Archive for January 2009

So, I made a small cosmetic change to the kitchen, that had big impact with new hardware –  one small step toward making it more modern.

But the appliances, they were all black.The refrigerator was just a 2001: A Space Odyssey-level hulking black monolith that just anchored the whole kitchen. You couldn’t see the room, that thing was so distracting. But, it was a brand new refrigerator (everybody in New Orleans got a new one in late 2005).


The kitchen, under old management (previous owners).

I wanted a contemporary stainless steel appliances, but in a few years, when we do the big kitchen renovation there’s no guarantee that stainless will still be the trend. In fact, I think it’s already waning. So even a short term replacement was out of the question. I’d have to live with the dishwasher, refrigerator and compactor for the next few years.

And of course the white formica countertops are a problem too.
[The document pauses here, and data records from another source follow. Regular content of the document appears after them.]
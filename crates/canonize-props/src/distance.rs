//! Distance between property sets
//!
//! Each kind is compared by the rule of its [`ValueShape`]; the aggregate
//! is the mean over all kinds, a slot null on either side counting as the
//! maximum distance.

use std::collections::{BTreeMap, BTreeSet};

use serde::{Deserialize, Serialize};
use serde_json::Value;

use crate::kind::{PropertyKind, ValueShape};
use crate::value::{PropertySet, PropertyValue, RecursionSchema};

/// Which member of the structure-hash pair is compared
#[derive(Debug, Clone, Copy, PartialEq, Eq, Default, Serialize, Deserialize)]
#[serde(rename_all = "snake_case")]
pub enum HashSelection {
    /// Literal tree; local names count
    Literal,
    /// Alpha-normalized tree; local names do not count
    #[default]
    NameInvariant,
}

impl HashSelection {
    /// Literal comparison when a naming policy is in force
    #[inline]
    #[must_use]
    pub const fn for_policy(has_policy: bool) -> Self {
        if has_policy {
            Self::Literal
        } else {
            Self::NameInvariant
        }
    }
}

/// Severity class of a per-kind distance
#[derive(Debug, Clone, Copy, PartialEq, Eq, PartialOrd, Ord, Serialize, Deserialize)]
#[serde(rename_all = "snake_case")]
pub enum SeverityBand {
    /// Identical
    None,
    /// Below 0.3
    Minor,
    /// Below 0.7
    Moderate,
    /// 0.7 and above
    Major,
}

impl SeverityBand {
    /// Band a distance in `[0, 1]`
    #[must_use]
    pub fn from_distance(distance: f64) -> Self {
        if distance <= 0.0 {
            Self::None
        } else if distance < 0.3 {
            Self::Minor
        } else if distance < 0.7 {
            Self::Moderate
        } else {
            Self::Major
        }
    }
}

/// Distance of one kind, banded
#[derive(Debug, Clone, Copy, PartialEq, Serialize, Deserialize)]
pub struct KindDistance {
    /// Property kind
    pub kind: PropertyKind,
    /// Distance in `[0, 1]`
    pub distance: f64,
    /// Severity class
    pub band: SeverityBand,
}

/// Pure comparison of property sets
#[derive(Debug, Clone, Copy, Default)]
pub struct DistanceCalculator {
    selection: HashSelection,
}

impl DistanceCalculator {
    /// Create a calculator comparing the given structure hash
    #[inline]
    #[must_use]
    pub const fn new(selection: HashSelection) -> Self {
        Self { selection }
    }

    /// Structure hash this calculator compares
    #[inline]
    #[must_use]
    pub const fn selection(&self) -> HashSelection {
        self.selection
    }

    /// Scalar distance in `[0, 1]`
    #[must_use]
    pub fn distance(&self, a: &PropertySet, b: &PropertySet) -> f64 {
        let total: f64 = PropertyKind::ALL
            .into_iter()
            .map(|kind| self.kind_distance(kind, a.get(kind), b.get(kind)))
            .sum();
        total / PropertyKind::COUNT as f64
    }

    /// Per-kind distances in kind order
    #[must_use]
    pub fn per_kind(&self, a: &PropertySet, b: &PropertySet) -> Vec<KindDistance> {
        PropertyKind::ALL
            .into_iter()
            .map(|kind| {
                let distance = self.kind_distance(kind, a.get(kind), b.get(kind));
                KindDistance {
                    kind,
                    distance,
                    band: SeverityBand::from_distance(distance),
                }
            })
            .collect()
    }

    /// Distance of one slot; null on either side is the maximum
    #[must_use]
    pub fn kind_distance(
        &self,
        kind: PropertyKind,
        a: Option<&PropertyValue>,
        b: Option<&PropertyValue>,
    ) -> f64 {
        match (a, b) {
            (Some(a), Some(b)) if a.kind() == kind && b.kind() == kind => self.value_distance(a, b),
            _ => 1.0,
        }
    }

    /// Distance between two values of the same kind
    #[must_use]
    pub fn value_distance(&self, a: &PropertyValue, b: &PropertyValue) -> f64 {
        if a.kind() != b.kind() {
            return 1.0;
        }
        match a.kind().shape() {
            ValueShape::Record => record_distance(&a.to_json(), &b.to_json()),
            ValueShape::Sequence => match (a.as_sequence(), b.as_sequence()) {
                (Some(a), Some(b)) => sequence_distance(a, b),
                _ => 1.0,
            },
            ValueShape::HashPair => match (a, b) {
                (PropertyValue::NormalizedStructure(a), PropertyValue::NormalizedStructure(b)) => {
                    let literal = self.selection == HashSelection::Literal;
                    if a.select(literal) == b.select(literal) {
                        0.0
                    } else {
                        1.0
                    }
                }
                _ => 1.0,
            },
            ValueShape::Recursion => match (a, b) {
                (PropertyValue::RecursionSchema(a), PropertyValue::RecursionSchema(b)) => {
                    recursion_distance(a, b)
                }
                _ => 1.0,
            },
        }
    }
}

fn flatten(prefix: &str, value: &Value, out: &mut BTreeMap<String, Value>) {
    match value {
        Value::Object(fields) => {
            for (key, inner) in fields {
                let path = if prefix.is_empty() {
                    key.clone()
                } else {
                    format!("{prefix}.{key}")
                };
                flatten(&path, inner, out);
            }
        }
        other => {
            out.insert(prefix.to_string(), other.clone());
        }
    }
}

/// Fraction of mismatched dotted keys over their union
fn record_distance(a: &Value, b: &Value) -> f64 {
    let mut left = BTreeMap::new();
    let mut right = BTreeMap::new();
    flatten("", a, &mut left);
    flatten("", b, &mut right);
    let keys: BTreeSet<&String> = left.keys().chain(right.keys()).collect();
    if keys.is_empty() {
        return 0.0;
    }
    let mismatched = keys
        .iter()
        .filter(|key| left.get(**key) != right.get(**key))
        .count();
    mismatched as f64 / keys.len() as f64
}

fn lcs_len(a: &[String], b: &[String]) -> usize {
    let mut row = vec![0usize; b.len() + 1];
    for x in a {
        let mut diagonal = 0;
        for (j, y) in b.iter().enumerate() {
            let above = row[j + 1];
            row[j + 1] = if x == y {
                diagonal + 1
            } else {
                above.max(row[j])
            };
            diagonal = above;
        }
    }
    row[b.len()]
}

/// One minus longest-common-subsequence overlap over the longer length
fn sequence_distance(a: &[String], b: &[String]) -> f64 {
    let longest = a.len().max(b.len());
    if longest == 0 {
        return 0.0;
    }
    1.0 - lcs_len(a, b) as f64 / longest as f64
}

fn normalized_gap(a: usize, b: usize) -> f64 {
    a.abs_diff(b) as f64 / a.max(b).max(1) as f64
}

fn recursion_distance(a: &RecursionSchema, b: &RecursionSchema) -> f64 {
    if a.is_recursive != b.is_recursive {
        return 1.0;
    }
    let branching = if a.branching == b.branching { 0.0 } else { 1.0 };
    (branching
        + normalized_gap(a.base_cases, b.base_cases)
        + normalized_gap(a.recursive_calls, b.recursive_calls))
        / 3.0
}
//! Canonize Eval
//!
//! Fuel-bounded interpreter for the modelled Python subset, and the
//! black-box probe that compares a function before and after a rewrite.
//!
//! # Core Concepts
//!
//! - [`Interpreter`]: Tree-walking evaluator over the owned syntax tree, bounded by a [`Budget`]
//! - [`Value`]: Python values with shared, mutable containers
//! - [`Outcome`]: A call either returns a value or raises an [`Exception`]
//! - [`EquivalenceProbe`]: Runs both sides over a per-parameter input battery
//! - [`ProbeVerdict`]: Equivalent, divergent on some input, or inconclusive
//!
//! Running out of fuel, exceeding the call depth, or reaching a construct
//! outside the subset is an [`EvalError`], never a Python-level outcome, so
//! a probe cannot mistake an interpreter limit for program behavior.

#![warn(unreachable_pub)]
#![warn(missing_docs)]

mod builtins;
mod error;
mod interp;
mod ops;
mod probe;
mod value;

pub use error::{EvalError, Exception};
pub use interp::{Budget, Interpreter, Outcome};
pub use probe::{infer_domains, Domain, EquivalenceProbe, ProbeVerdict};
pub use value::{Closure, Value};

/// Version of this crate
pub const VERSION: &str = env!("CARGO_PKG_VERSION");

#[cfg(test)]
mod integration_tests {
    use super::*;
    use canonize_syntax::parse_module;

    fn probe(before: &str, after: &str) -> ProbeVerdict {
        EquivalenceProbe::default().compare_sources(before, after, None)
    }

    #[test]
    fn inlined_return_is_equivalent() {
        let verdict = probe(
            "def f(n):\n    r = n * 2\n    return r\n",
            "def f(n):\n    return n * 2\n",
        );
        assert!(verdict.is_equivalent(), "{verdict}");
    }

    #[test]
    fn empty_check_forms_agree_on_sequences() {
        let verdict = probe(
            "def is_empty(x):\n    return len(x) == 0\n",
            "def is_empty(x):\n    return not x\n",
        );
        assert!(verdict.is_equivalent(), "{verdict}");
    }

    #[test]
    fn changed_arithmetic_diverges() {
        let verdict = probe(
            "def f(n):\n    return n * 2\n",
            "def f(n):\n    return n + 2\n",
        );
        assert!(matches!(verdict, ProbeVerdict::Divergent { .. }), "{verdict}");
    }

    #[test]
    fn int_and_float_results_are_not_the_same() {
        let verdict = probe(
            "def half(n):\n    return n // 2\n",
            "def half(n):\n    return n / 2\n",
        );
        assert!(matches!(verdict, ProbeVerdict::Divergent { .. }), "{verdict}");
    }

    #[test]
    fn matching_exceptions_alone_are_inconclusive() {
        let verdict = probe(
            "def f(x):\n    raise ValueError(x)\n",
            "def f(x):\n    raise ValueError('other')\n",
        );
        assert!(matches!(verdict, ProbeVerdict::Inconclusive { .. }), "{verdict}");
    }

    #[test]
    fn unsupported_constructs_are_inconclusive() {
        let verdict = probe(
            "import re\ndef f(s):\n    return re.sub('a', 'b', s)\n",
            "import re\ndef f(s):\n    return re.sub('[a]', 'b', s)\n",
        );
        assert!(matches!(verdict, ProbeVerdict::Inconclusive { .. }), "{verdict}");
    }

    #[test]
    fn removed_entry_point_diverges() {
        let verdict = probe("def f(n):\n    return n\n", "def g(n):\n    return n\n");
        assert!(matches!(verdict, ProbeVerdict::Divergent { .. }), "{verdict}");
    }

    #[test]
    fn interpreter_is_reusable_across_calls() {
        let module = parse_module("def double(n):\n    return n * 2\n").unwrap();
        let mut interpreter = Interpreter::new(Budget::default().with_fuel(500));
        interpreter.load(&module).unwrap();
        for n in 0..5 {
            let outcome = interpreter.call("double", vec![Value::Int(n)]).unwrap();
            assert!(matches!(outcome, Outcome::Returned(Value::Int(v)) if v == n * 2));
        }
        assert!(interpreter.remaining_fuel() < 500);
    }
}
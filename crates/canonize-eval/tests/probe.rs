//! Probe behavior on rewrites the strategies actually produce

use canonize_eval::{Budget, EquivalenceProbe, ProbeVerdict};
use proptest::prelude::*;

fn verdict(before: &str, after: &str) -> ProbeVerdict {
    EquivalenceProbe::new(Budget::default()).compare_sources(before, after, None)
}

#[test]
fn loop_and_comprehension_agree() {
    let v = verdict(
        "def f(xs):\n    out = []\n    for x in xs:\n        out.append(x * 2)\n    return out\n",
        "def f(xs):\n    out = [x * 2 for x in xs]\n    return out\n",
    );
    assert!(v.is_equivalent(), "{v}");
}

#[test]
fn concatenation_and_join_agree() {
    let v = verdict(
        "def f(s):\n    out = ''\n    for c in s:\n        out += c.upper()\n    return out\n",
        "def f(s):\n    out = ''.join(c.upper() for c in s)\n    return out\n",
    );
    assert!(v.is_equivalent(), "{v}");
}

#[test]
fn conditional_expression_agrees_with_branches() {
    let v = verdict(
        "def sign(n):\n    if n < 0:\n        return -1\n    else:\n        return 1\n",
        "def sign(n):\n    return -1 if n < 0 else 1\n",
    );
    assert!(v.is_equivalent(), "{v}");
}

#[test]
fn index_iteration_agrees_with_direct_iteration() {
    let v = verdict(
        "def total(xs):\n    t = 0\n    for i in range(len(xs)):\n        t += xs[i]\n    return t\n",
        "def total(xs):\n    t = 0\n    for x in xs:\n        t += x\n    return t\n",
    );
    assert!(v.is_equivalent(), "{v}");
}

#[test]
fn truncating_division_differs_on_negative_operands() {
    let v = verdict(
        "def f(n):\n    return int(n / 2)\n",
        "def f(n):\n    return n // 2\n",
    );
    assert!(matches!(v, ProbeVerdict::Divergent { .. }), "{v}");
}

#[test]
fn in_place_mutation_is_observed() {
    let v = verdict(
        "def f(xs):\n    return sorted(xs)\n",
        "def f(xs):\n    xs.sort()\n    return xs\n",
    );
    assert!(matches!(v, ProbeVerdict::Divergent { .. }), "{v}");
}

#[test]
fn dropped_diagnostic_output_is_equivalent() {
    let v = verdict(
        "def f(n):\n    print(n)\n    return n + 1\n",
        "def f(n):\n    return n + 1\n",
    );
    assert!(v.is_equivalent(), "{v}");
}

#[test]
fn nonterminating_rewrite_is_not_equivalent() {
    let v = verdict(
        "def f(n):\n    return n\n",
        "def f(n):\n    while True:\n        pass\n",
    );
    assert!(!v.is_equivalent(), "{v}");
}

#[test]
fn changed_comparison_literal_diverges() {
    let v = verdict(
        "def is_admin(user):\n    return user == 'admin'\n",
        "def is_admin(user):\n    return user == 'root'\n",
    );
    match v {
        ProbeVerdict::Divergent { input, .. } => {
            assert!(input == "('admin')" || input == "('root')", "{input}");
        }
        other => panic!("expected divergence, got {other}"),
    }
}

#[test]
fn two_parameter_return_chain_is_equivalent() {
    let v = verdict(
        "def add(a, b):\n    r = a + b\n    return r\n",
        "def add(a, b):\n    return a + b\n",
    );
    match v {
        ProbeVerdict::Equivalent { conclusive, .. } => assert!(conclusive >= 4),
        other => panic!("expected equivalence, got {other}"),
    }
}

#[test]
fn swapped_concatenation_diverges() {
    let v = verdict(
        "def f(a, b):\n    return a + b\n",
        "def f(a, b):\n    return b + a\n",
    );
    assert!(matches!(v, ProbeVerdict::Divergent { .. }), "{v}");
}

#[test]
fn swapped_product_is_equivalent() {
    let v = verdict(
        "def f(a, b):\n    return b * a\n",
        "def f(a, b):\n    return a * b\n",
    );
    assert!(v.is_equivalent(), "{v}");
}

proptest! {
    #[test]
    fn commuted_products_are_equivalent(k in -20i64..20) {
        let before = format!("def f(n):\n    return n * {k}\n");
        let after = format!("def f(n):\n    return {k} * n\n");
        prop_assert!(verdict(&before, &after).is_equivalent());
    }

    #[test]
    fn different_constants_diverge(a in 0i64..50, b in 0i64..50) {
        prop_assume!(a != b);
        let before = format!("def f(n):\n    return n + {a}\n");
        let after = format!("def f(n):\n    return n + {b}\n");
        let is_divergent = matches!(verdict(&before, &after), ProbeVerdict::Divergent { .. });
        prop_assert!(is_divergent);
    }
}
//! Function contract handed to the oracle and compliance checker

use serde::{Deserialize, Serialize};

use crate::naming::NamingPolicy;

/// What a candidate implementation must satisfy
///
/// The engine never interprets the contract beyond its entry point and
/// naming policy; behavioral and non-functional judgement belongs to the
/// [`crate::Oracle`] and [`crate::ComplianceChecker`] collaborators.
#[derive(Debug, Clone, PartialEq, Eq, Default, Serialize, Deserialize)]
pub struct Contract {
    /// Contract identifier, usually the task id
    pub id: String,
    /// Name of the function under contract
    #[serde(default)]
    pub entry_point: Option<String>,
    /// Human-readable statement of the required behavior
    #[serde(default)]
    pub description: String,
    /// Naming policy; overrides the pipeline's when present
    #[serde(default)]
    pub naming: Option<NamingPolicy>,
    /// Non-functional constraints judged by the compliance checker
    #[serde(default)]
    pub constraints: Vec<String>,
}

impl Contract {
    /// Create a contract with the given id
    #[must_use]
    pub fn new(id: impl Into<String>) -> Self {
        Self {
            id: id.into(),
            ..Self::default()
        }
    }

    /// Builder: set the entry-point function name
    #[must_use]
    pub fn with_entry_point(mut self, name: impl Into<String>) -> Self {
        self.entry_point = Some(name.into());
        self
    }

    /// Builder: set the description
    #[must_use]
    pub fn with_description(mut self, description: impl Into<String>) -> Self {
        self.description = description.into();
        self
    }

    /// Builder: set the naming policy
    #[must_use]
    pub fn with_naming(mut self, naming: NamingPolicy) -> Self {
        self.naming = Some(naming);
        self
    }

    /// Builder: add a non-functional constraint
    #[must_use]
    pub fn with_constraint(mut self, constraint: impl Into<String>) -> Self {
        self.constraints.push(constraint.into());
        self
    }
}
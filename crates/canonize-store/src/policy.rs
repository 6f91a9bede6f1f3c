//! Canon selection among several oracle-validated candidates

use std::cmp::Ordering;
use std::time::Duration;

use canonize_contract::{ComplianceChecker, ComplianceReport, Contract, Oracle, OracleResult};
use tracing::debug;

/// Candidate chosen as canon
#[derive(Debug, Clone, PartialEq)]
pub struct CanonChoice {
    /// Position in the submitted list
    pub index: usize,
    /// Chosen source
    pub code: String,
    /// Its oracle verdict
    pub oracle: OracleResult,
    /// Its compliance report
    pub compliance: ComplianceReport,
}

/// Picks the best oracle-passing candidate
///
/// Ranking: fully compliant first, then higher compliance score, then higher
/// pass rate, then earlier submission.
#[derive(Debug, Clone, Copy)]
pub struct CanonSelectionPolicy {
    timeout: Duration,
}

impl Default for CanonSelectionPolicy {
    fn default() -> Self {
        Self {
            timeout: Duration::from_secs(10),
        }
    }
}

fn rank(a: &CanonChoice, b: &CanonChoice) -> Ordering {
    b.compliance
        .fully_compliant
        .cmp(&a.compliance.fully_compliant)
        .then_with(|| b.compliance.score.total_cmp(&a.compliance.score))
        .then_with(|| b.oracle.pass_rate.total_cmp(&a.oracle.pass_rate))
        .then_with(|| a.index.cmp(&b.index))
}

impl CanonSelectionPolicy {
    /// Create a policy passing `timeout` to the oracle
    #[must_use]
    pub const fn new(timeout: Duration) -> Self {
        Self { timeout }
    }

    /// Oracle timeout
    #[must_use]
    pub const fn timeout(&self) -> Duration {
        self.timeout
    }

    /// Best candidate, or `None` when no candidate passes the oracle
    pub fn select<S: AsRef<str>>(
        &self,
        candidates: &[S],
        contract: &Contract,
        oracle: &dyn Oracle,
        checker: &dyn ComplianceChecker,
    ) -> Option<CanonChoice> {
        candidates
            .iter()
            .enumerate()
            .filter_map(|(index, code)| {
                let code = code.as_ref();
                let verdict = oracle.validate(code, contract, self.timeout);
                if !verdict.passed {
                    debug!(index, pass_rate = verdict.pass_rate, "canon candidate failed oracle");
                    return None;
                }
                Some(CanonChoice {
                    index,
                    code: code.to_string(),
                    compliance: checker.check(code, contract),
                    oracle: verdict,
                })
            })
            .min_by(rank)
    }
}
//! Engine configuration
//!
//! Every field has a default, so an empty TOML document is a valid
//! configuration:
//!
//! ```toml
//! max_iterations = 8
//! extraction_mode = "baseline"
//!
//! [naming]
//! fixed = ["solve"]
//! flexible = ["items", "arr"]
//!
//! [template]
//! enabled = true
//! min_distance = 0.4
//!
//! [probe]
//! fuel = 50000
//! ```

use std::fs;
use std::path::Path;
use std::time::Duration;

use canonize_contract::NamingPolicy;
use canonize_eval::Budget;
use canonize_props::ExtractionMode;
use serde::{Deserialize, Serialize};

use crate::error::ConfigError;

/// Iteration budget when none is configured
pub const DEFAULT_MAX_ITERATIONS: usize = 5;

/// Settings of the oracle-guided template tier
#[derive(Debug, Clone, Copy, PartialEq, Serialize, Deserialize)]
#[serde(default)]
pub struct TemplateConfig {
    /// Whether the tier may fire at all
    pub enabled: bool,
    /// Smallest remaining distance at which it fires
    pub min_distance: f64,
}

impl Default for TemplateConfig {
    fn default() -> Self {
        Self {
            enabled: false,
            min_distance: 0.3,
        }
    }
}

impl TemplateConfig {
    /// Enabled with the default threshold
    #[must_use]
    pub fn enabled() -> Self {
        Self {
            enabled: true,
            ..Self::default()
        }
    }
}

/// Log output format
#[derive(Debug, Clone, Copy, PartialEq, Eq, Default, Serialize, Deserialize)]
#[serde(rename_all = "snake_case")]
pub enum LogFormat {
    /// Human-readable lines
    #[default]
    Text,
    /// One JSON object per event
    Json,
}

/// Configuration of a [`crate::TransformationPipeline`] and its telemetry
#[derive(Debug, Clone, PartialEq, Serialize, Deserialize)]
#[serde(default)]
pub struct EngineConfig {
    /// Iterations per `transform` call unless the request says otherwise
    pub max_iterations: usize,
    /// Property extraction mode
    pub extraction_mode: ExtractionMode,
    /// Naming policy used when the contract carries none
    pub naming: Option<NamingPolicy>,
    /// Oracle-guided template tier
    pub template: TemplateConfig,
    /// Limits of the black-box equivalence probe
    pub probe: Budget,
    /// Timeout handed to the oracle, in milliseconds
    pub oracle_timeout_ms: u64,
    /// Reject rewrites that return to an earlier candidate
    pub visited_guard: bool,
    /// `tracing` filter directive
    pub log_filter: String,
    /// Log output format
    pub log_format: LogFormat,
}

impl Default for EngineConfig {
    fn default() -> Self {
        Self {
            max_iterations: DEFAULT_MAX_ITERATIONS,
            extraction_mode: ExtractionMode::default(),
            naming: None,
            template: TemplateConfig::default(),
            probe: Budget::default(),
            oracle_timeout_ms: 10_000,
            visited_guard: true,
            log_filter: "info".to_string(),
            log_format: LogFormat::default(),
        }
    }
}

impl EngineConfig {
    /// Create default configuration
    #[inline]
    #[must_use]
    pub fn new() -> Self {
        Self::default()
    }

    /// Parse and validate a TOML document
    ///
    /// # Errors
    /// Returns [`ConfigError::Parse`] for malformed TOML or unknown values,
    /// [`ConfigError::Invalid`] for out-of-range settings
    pub fn from_toml_str(text: &str) -> Result<Self, ConfigError> {
        let config: Self = toml::from_str(text)?;
        config.validate()?;
        Ok(config)
    }

    /// Read, parse and validate a TOML file
    ///
    /// # Errors
    /// Returns [`ConfigError::Io`] when the file cannot be read, otherwise as
    /// [`EngineConfig::from_toml_str`]
    pub fn load(path: impl AsRef<Path>) -> Result<Self, ConfigError> {
        let path = path.as_ref();
        let text = fs::read_to_string(path).map_err(|source| ConfigError::Io {
            path: path.to_path_buf(),
            source,
        })?;
        Self::from_toml_str(&text)
    }

    /// Check value ranges
    ///
    /// # Errors
    /// Returns [`ConfigError::Invalid`] naming the first bad field
    pub fn validate(&self) -> Result<(), ConfigError> {
        if self.max_iterations == 0 {
            return Err(ConfigError::invalid("max_iterations", "must be at least 1"));
        }
        if !(0.0..=1.0).contains(&self.template.min_distance) {
            return Err(ConfigError::invalid(
                "template.min_distance",
                format!("{} is outside [0, 1]", self.template.min_distance),
            ));
        }
        if self.probe.fuel == 0 {
            return Err(ConfigError::invalid("probe.fuel", "must be positive"));
        }
        if self.probe.max_depth == 0 {
            return Err(ConfigError::invalid("probe.max_depth", "must be positive"));
        }
        Ok(())
    }

    /// Oracle timeout as a [`Duration`]
    #[must_use]
    pub const fn oracle_timeout(&self) -> Duration {
        Duration::from_millis(self.oracle_timeout_ms)
    }

    /// With iteration budget
    #[inline]
    #[must_use]
    pub fn with_max_iterations(mut self, max_iterations: usize) -> Self {
        self.max_iterations = max_iterations;
        self
    }

    /// With extraction mode
    #[inline]
    #[must_use]
    pub fn with_extraction_mode(mut self, mode: ExtractionMode) -> Self {
        self.extraction_mode = mode;
        self
    }

    /// With fallback naming policy
    #[inline]
    #[must_use]
    pub fn with_naming(mut self, naming: NamingPolicy) -> Self {
        self.naming = Some(naming);
        self
    }

    /// With template tier settings
    #[inline]
    #[must_use]
    pub fn with_template(mut self, template: TemplateConfig) -> Self {
        self.template = template;
        self
    }

    /// With probe limits
    #[inline]
    #[must_use]
    pub fn with_probe(mut self, probe: Budget) -> Self {
        self.probe = probe;
        self
    }

    /// With oracle timeout
    #[inline]
    #[must_use]
    pub fn with_oracle_timeout(mut self, timeout: Duration) -> Self {
        self.oracle_timeout_ms = u64::try_from(timeout.as_millis()).unwrap_or(u64::MAX);
        self
    }

    /// With or without the revisit guard
    #[inline]
    #[must_use]
    pub fn with_visited_guard(mut self, enabled: bool) -> Self {
        self.visited_guard = enabled;
        self
    }

    /// With log filter
    #[inline]
    #[must_use]
    pub fn with_log_filter(mut self, filter: impl Into<String>) -> Self {
        self.log_filter = filter.into();
        self
    }
}

#[cfg(test)]
mod tests {
    use super::*;
    use canonize_contract::FlexibleNames;

    #[test]
    fn empty_document_is_default() {
        assert_eq!(EngineConfig::from_toml_str("").unwrap(), EngineConfig::default());
    }

    #[test]
    fn nested_tables_override_defaults() {
        let config = EngineConfig::from_toml_str(
            r#"
            max_iterations = 8
            extraction_mode = "baseline"
            log_format = "json"

            [template]
            enabled = true

            [probe]
            fuel = 500
            "#,
        )
        .unwrap();
        assert_eq!(config.max_iterations, 8);
        assert_eq!(config.extraction_mode, ExtractionMode::Baseline);
        assert_eq!(config.log_format, LogFormat::Json);
        assert!(config.template.enabled);
        assert!((config.template.min_distance - 0.3).abs() < f64::EPSILON);
        assert_eq!(config.probe.fuel, 500);
        assert_eq!(config.probe.max_depth, Budget::default().max_depth);
    }

    #[test]
    fn naming_policy_round_trips_through_toml() {
        let config = EngineConfig::new().with_naming(NamingPolicy::flexible(["items", "arr"]));
        let text = toml::to_string(&config).unwrap();
        let back = EngineConfig::from_toml_str(&text).unwrap();
        assert_eq!(back, config);
        assert!(matches!(
            back.naming.as_ref().map(|n| &n.flexible),
            Some(FlexibleNames::Only(_))
        ));
    }

    #[test]
    fn out_of_range_values_are_rejected() {
        for (text, field) in [
            ("max_iterations = 0", "max_iterations"),
            ("[template]\nmin_distance = 1.5", "template.min_distance"),
            ("[probe]\nfuel = 0", "probe.fuel"),
        ] {
            match EngineConfig::from_toml_str(text) {
                Err(ConfigError::Invalid { field: got, .. }) => assert_eq!(got, field),
                other => panic!("{text}: {other:?}"),
            }
        }
    }

    #[test]
    fn unknown_extraction_mode_is_a_parse_error() {
        assert!(matches!(
            EngineConfig::from_toml_str("extraction_mode = \"turbo\""),
            Err(ConfigError::Parse(_))
        ));
    }

    #[test]
    fn load_reads_a_file() {
        let dir = tempfile::tempdir().unwrap();
        let path = dir.path().join("canonize.toml");
        fs::write(&path, "max_iterations = 3\nvisited_guard = false\n").unwrap();
        let config = EngineConfig::load(&path).unwrap();
        assert_eq!(config.max_iterations, 3);
        assert!(!config.visited_guard);

        assert!(matches!(
            EngineConfig::load(dir.path().join("missing.toml")),
            Err(ConfigError::Io { .. })
        ));
    }
}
That is actually what turned me down the “appliance makeover” path. I wanted to change the look of the countertops, not replace them. And yes, I was doing some very creative Googling on the topic. “Can I paint them?” The Google-verse said “yes” with definate caveats. Some folks had painted their formica countertop with a stainless steel finish. Wha?

And so I found it. Stainless steel paint.

I would like to preface what I say next with the following: I am a creative director in real life. I am very, very discriminating. I work each and every day at my job to make things that live online as beautiful and well designed as I possibly can. I fuss over the details of my home, and would not ever want to live with something tacky.  I was completely skeptical of “stainless steel paint.”

But at less than $60 I could afford to give it the benefit of the doubt, and give it a test.


Yes, stainless steel paint.

Dishwasher and compactor, updated.

Dishwasher and compactor, updated. Pay no attention to the floors, please. 150 years old (original) they're on my list when we renovate the whole shebang.

Let me say that ‘refinishing the appliances’ was something I snuck past Richard in passing, oh, so very lightly, that it barely registered on him. But I put it out there. The paint arrived, unmarked, unremarked upon. And the next Saturday morning I was off to the races, while he was doing dictation on the computer.  I chose to do only the compactor (because we said we would get rid of it anyway when we tear out the old island). I followed the instructions to a T and I was meticulous with my masking tape. He came out for a coffee, rolled his eyes and shook his head. Now there was a skeptic. But when the compacter was finished, he was completely won over. It looked amazing. And so I was approved to paint the dishwasher, and the big black refrigerator.

Again: If I could afford to just go out any buy real stainless steel appliances with no concern for how long I would have them, I would’ve done that. But, $60 vs. $6000, well, you see where I’m coming from!

Caution: YMMV (Your Milage May Vary). The paint is not magic! The paint basically changes the color and value of your appliances. I probably would not recommend it if you have white appliances.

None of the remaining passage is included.